Cheapest way to do 30k a year

Cheapest way to do 30k a year

Author
Discussion

SevenR

242 posts

164 months

Friday 22nd July 2016
quotequote all
3 year old Kia Piccanto. I had a brand new one and it was amazing. So cheap to run and great fun to drive. Tax free, cheap to insure, will motorway all day or do city and hits over 60mpg. 7 year warranty so 3 year old is fine. Make sure and get the Aircon one though.
I think you'd be hard pushed to find a cheaper way.

otolith

56,132 posts

204 months

Friday 22nd July 2016
quotequote all
Sounds as if the OP is risk averse with respect to maintenance costs and/or reliability.

To use the 7 year / 100k mile warranty option, and have it for two years and 60k miles, he'd want something < 5 years old and < 40k miles. Looks like that would cost about 6.5k for a KIA Ceed 1.6 CRDI. After two years and 60k miles, I think he'd be looking at 1k-1.5k value left in it. So about £210/month in depreciation. That sounds quite expensive to own a five year old Kia, but I've no feel for how much the PCP/lease options would be for 30k a year.

slk 32

1,487 posts

193 months

Friday 22nd July 2016
quotequote all
CX53 said:
I'd be buying a polo 1.4 tdi Bluemotion from around 10 years ago.. 2,500-5,000 purchase price and 60+ mpg, torquey motor and reasonably comfortable and refined.
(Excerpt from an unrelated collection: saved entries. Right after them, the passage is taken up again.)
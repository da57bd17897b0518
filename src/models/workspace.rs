use chrono::{DateTime, Utc};
use serde::{Deserialize, Serialize};
use sqlx::FromRow;
use utoipa::ToSchema;
use uuid::Uuid;

use crate::models::membership::MemberDetail;
use crate::models::role::Role;

#[derive(Debug, Clone, Serialize, Deserialize, ToSchema, FromRow)]
pub struct Workspace {
    pub id: Uuid,
    pub name: String,
    pub description: Option<String>,
    /// Strong reference: the owner always also holds an OWNER membership.
    pub owner_id: Uuid,
    pub invite_code: String,
    pub created_at: DateTime<Utc>,
    pub updated_at: DateTime<Utc>,
}

pub const WORKSPACE_COLUMNS: &str = "id, name, description, owner_id, invite_code, created_at, updated_at";

#[derive(Debug, Serialize, ToSchema)]
pub struct WorkspaceDetail {
    #[serde(flatten)]
    pub workspace: Workspace,
    pub members: Vec<MemberDetail>,
}

#[derive(Debug, Serialize, ToSchema)]
pub struct WorkspaceMembers {
    pub members: Vec<MemberDetail>,
    pub roles: Vec<Role>,
}

#[derive(Debug, Deserialize, ToSchema)]
pub struct WorkspaceCreateRequest {
    #[schema(example = "Design Team")]
    pub name: String,
    #[schema(example = "Everything the design team is working on.")]
    pub description: Option<String>,
}

/// Partial update. A missing field keeps its value; an empty `description`
/// clears it; an empty `name` is rejected.
#[derive(Debug, Default, Deserialize, ToSchema)]
pub struct WorkspaceUpdateRequest {
    #[schema(example = "Design Team")]
    pub name: Option<String>,
    pub description: Option<String>,
}

#[derive(Debug, Clone, Copy, PartialEq, Eq, Serialize, Deserialize, ToSchema, FromRow)]
pub struct TaskAnalytics {
    pub total_tasks: i64,
    pub overdue_tasks: i64,
    pub completed_tasks: i64,
}

#[derive(Debug, Serialize, ToSchema)]
pub struct WorkspaceDeleted {
    pub current_workspace_id: Option<Uuid>,
}

#[derive(Debug, Deserialize, ToSchema)]
pub struct ChangeRoleRequest {
    pub member_id: Uuid,
    pub role_id: Uuid,
}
Leasing is or buying new or nearly new is never the cheapest option.
^^^^Exactly this

I've got a 2008 bluemotion 1 . It's now done 130k (of which 10k is mine). I paid £2600 and paid £1200 to bring it up to standard (cambelt, water pump, new pads, discs and service) . £4-5k will get you a nice example.

I've done 500 miles in a day no problem and because it's a turbo diesel has a good amount of torque and will happily cruise at 90-95.

Mpg- anywhere between 55 mpg (motorway 90+) and 75mpg plus at 65.

road tax is zero on the bluemotion 1 but if you're doing a lot of miles you may want the bluemotion 2 with air Con (£30 road tax)

Parts are dirt cheap. I fitted 4 new michelin eco tyres for circa £180 (14 inch rims!)

I also appreciate the geeky engineering that's gone into it to squeeze out the max mpg.. deeper front spoiler, rear spoiler,lightweight low rolling resistance wheels and taller gearing.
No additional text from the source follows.